Linear Regression

Linear Models with Gaussian Noise

Here we combine our linear model with uncertainty. Even though data may not fall on a perfect line, we can uncover an underlying linear relationship even if the data have a lot of variation.

Linear data with noise

Before we have taken a population and broken it into two samples and looked for differences between the distributions. These concepts and techniques allow us to take a population and sort it according to a variable and see how the distribution varies.

Questions

By finding the underlying slope in the data, we can ask what is the average change in a measurement based on a change in the other measurement.

By measuring the variation in the data around that line, we can ask how much of the measurement is explained by the linear relationship and how much of the measurement can’t be explained yet.

Definitions

Scatter Plot

A plot to visualize data in terms of an independent and dependent variable.

Independent Variable

This is the variable that we can “control” in an experiment or study.

Dependent Variable

This is the variable that measures the outcome in our experiment or study.

Linear Regression

The mathematical technique used to determine the linear model that “best” fits a set of data. In linear regression, we have one independent variable and one dependent variable.
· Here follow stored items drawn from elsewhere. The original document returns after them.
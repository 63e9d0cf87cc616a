//! Normalize command - run the pipeline over one CSV file.

use std::path::{Path, PathBuf};

use addrnorm::io::parse_delimiter;
use addrnorm::record::Field;
use addrnorm::{ExtractionConfig, JobConfig, JobSummary, Pipeline, ValidationConfig};
use colored::Colorize;

use crate::cli::{Cli, split_profiles};

const RULES_FILE: &str = "rules.yaml";

/// Look for `rules.yaml` in the working directory, then next to the output.
fn discover_rules(output: &Path) -> Option<PathBuf> {
    let cwd = PathBuf::from(RULES_FILE);
    if cwd.is_file() {
        return Some(cwd);
    }
    let beside = output.parent()?.join(RULES_FILE);
    beside.is_file().then_some(beside)
}

fn build_config(cli: &Cli) -> Result<JobConfig, Box<dyn std::error::Error>> {
    let delimiter = parse_delimiter(&cli.sep)?;

    let mut extraction = ExtractionConfig::default()
        .with_mode(cli.mode)
        .with_street_from_address(cli.street_from_address)
        .with_always_extract(cli.always_extract)
        .with_concurrency(cli.concurrency);
    if let Some(url) = &cli.parser_url {
        extraction = extraction.with_parser_url(url.clone());
    }

    let validation = ValidationConfig::default()
        .with_mode(cli.validate)
        .with_threshold(cli.fuzzy_threshold)
        .with_max_candidates(cli.max_candidates);

    let mut config = JobConfig::new(&cli.input, &cli.output)
        .with_encoding(cli.encoding.clone())
        .with_delimiter(delimiter)
        .with_chunk_size(cli.chunksize)
        .with_quote_all(cli.quote_all)
        .with_keep_extra_columns(!cli.no_extra_columns)
        .with_extraction(extraction)
        .with_validation(validation)
        .with_profiles(split_profiles(&cli.profiles));

    if let Some(dir) = &cli.profiles_dir {
        config = config.with_profiles_dir(dir);
    }
    if let Some(rules) = cli.rules.clone().or_else(|| discover_rules(&cli.output)) {
        config = config.with_rules(rules);
    }
    if let Some(reference) = &cli.reference {
        config = config.with_reference(reference);
    }
    if let Some(report) = &cli.report {
        config = config.with_report(report);
    }
    if let Some(dir) = &cli.samples_dir {
        config = config.with_samples_dir(dir);
    }
    Ok(config)
}

pub fn run(cli: Cli) -> Result<(), Box<dyn std::error::Error>> {
    if !cli.input.exists() {
        return Err(format!("Input file not found: {}", cli.input.display()).into());
    }

    let config = build_config(&cli)?;
    if !cli.quiet {
        println!(
            "{} {}",
            "Normalizing".cyan().bold(),
            cli.input.display().to_string().white().bold()
        );
        if let Some(rules) = &config.rules_path {
            println!("  Rules: {}", rules.display());
        }
    }

    let summary = Pipeline::new(config)?.run()?;

    if !cli.quiet {
        print_summary(&summary);
    }
    Ok(())
}

fn print_summary(summary: &JobSummary) {
    println!();
    println!(
        "{} {} rows in {:.2}s",
        "Wrote".green().bold(),
        summary.rows_written.to_string().white().bold(),
        summary.elapsed.as_secs_f64()
    );
    if summary.skipped_rows > 0 {
        println!(
            "{} {} malformed rows skipped",
            "Warning:".yellow().bold(),
            summary.skipped_rows
        );
    }

    println!();
    println!("{}", "Changes".cyan().bold());
    for field in Field::ALL {
        let counters = summary.report.counters(field);
        let line = format!(
            "  {:<9} {:>7} changed  (clean {}, normalize {}, extracted {}, removed {}, fuzzy {})",
            field.as_str(),
            counters.total_changed,
            counters.clean,
            counters.normalize,
            counters.extracted,
            counters.removed,
            counters.fuzzy_fixed
        );
        if counters.total_changed > 0 {
            println!("{}", line);
        } else {
            println!("{}", line.dimmed());
        }
    }

    let conflicts = &summary.report.conflicts;
    let total_conflicts = conflicts.locality_vs_address
        + conflicts.region_vs_address
        + conflicts.country_vs_address
        + conflicts.zip_format_fail
        + conflicts.zip_pattern_error;
    if total_conflicts > 0 {
        println!();
        println!("{} {}", "Conflicts".yellow().bold(), total_conflicts);
        for (name, count) in [
            ("locality_vs_address", conflicts.locality_vs_address),
            ("region_vs_address", conflicts.region_vs_address),
            ("country_vs_address", conflicts.country_vs_address),
            ("zip_format_fail", conflicts.zip_format_fail),
            ("zip_pattern_error", conflicts.zip_pattern_error),
        ] {
            if count > 0 {
                println!("  {:<20} {}", name, count);
            }
        }
    }

    println!();
    println!("  Output:  {}", summary.output.display().to_string().cyan());
    println!("  Report:  {}", summary.report_path.display().to_string().cyan());
    println!("  Samples: {}", summary.samples_path.display().to_string().cyan());
}
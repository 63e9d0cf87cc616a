//! Reference data: ISO countries and canonical city names.

mod countries;
mod geo;

pub use countries::{Country, CountryTable};
pub use geo::{CityRecord, GeoReference, LazyReference, ReferenceStats, prefix_bucket};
This fit is quantified by minimizing the areas of the squares that fit between the data and the line as represented in the following link.

Least Squares Visualization

Anscombe’s Quartet

Note that data can have the same regression results but be very different in shape. We must be sure that our data match our assumptions.

Wikipedia SVG

Datasaurus Dozen

Multiple Linear Regression

This is a regression model that has multiple independent variables and one dependent variable.

These models help us determine the relative contribution of these multiple independent variables.